If Carlyle Group, Bain Capital and Clayton Dubilier & Rice had backed out of buying the Home Depot supply unit, they would have been required to pay the home-improvement retail chain $310 million, according to a filing Home Depot (Charts, Fortune 500) made about the deal with the Securities and Exchange Commission in June.

Pay and walk away?
During the buyout boom, more private equity firms agreed to pay reverse break-up fees. But the price of walking away from a deal is still fairly small.
Target Deal value (excluding debt) Reverse break-up fee
TXU Corp. $31.8 billion $1 billion
First Data $25.6 billiion $700 million
Alltel Corp. $24.7 billiion $625 million
SLM Corp. $24.6 billion $900 million
Source:FactSet MergerMetrics

In recent years, private-equity firms have been more willing to agree to what's known as a reverse break-up fee. This provision calls for buyers to pay a fee to takeover targets if they walk away from a deal before it's completed.

Historically, break-up fees have been paid by the targets to prospective buyers if, for example, the seller walks away from the original deal and accepts a competing higher offer.

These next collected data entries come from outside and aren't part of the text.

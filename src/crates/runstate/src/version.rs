// Version information module for runstate
//
// Provides version constants for the runstate crate

/// Version string for the runstate crate
pub const VERSION: &str = env!("CARGO_PKG_VERSION");

/// Package name
pub const PKG_NAME: &str = env!("CARGO_PKG_NAME");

But now, reverse break-up fees have become much more common. Some 77 percent of take-private deals this year included a reverse break-up fee provision, up from 17 percent in 2005, according to data compiled by FactSet MergerMetrics. Only deals where a public firm was acquired were considered in this study.

While the increasing popularity of reverse break-up fees reflects the stronger position that target companies had gained in recent years - until the recent credit crunch staunched the flow of deals - these fees are still relatively small. They generally run about 3 percent of the deal's value.

Still, in raw dollars the amounts are anything but small.

The buyers of wireless-service provider Alltel (Charts, Fortune 500) would be required to pay $625 million if they backed out of that deal. The group acquiring Texas utility TXU Corp. (Charts, Fortune 500), the largest pending U.S. buyout, would be on the hook for $1 billion, according to FactSet MergerMetrics.

As the credit crunch adds more pressure on pending deals, will buyout firms stick it out through tough negotiations? Or could they be tempted to just pay a fee and walk away?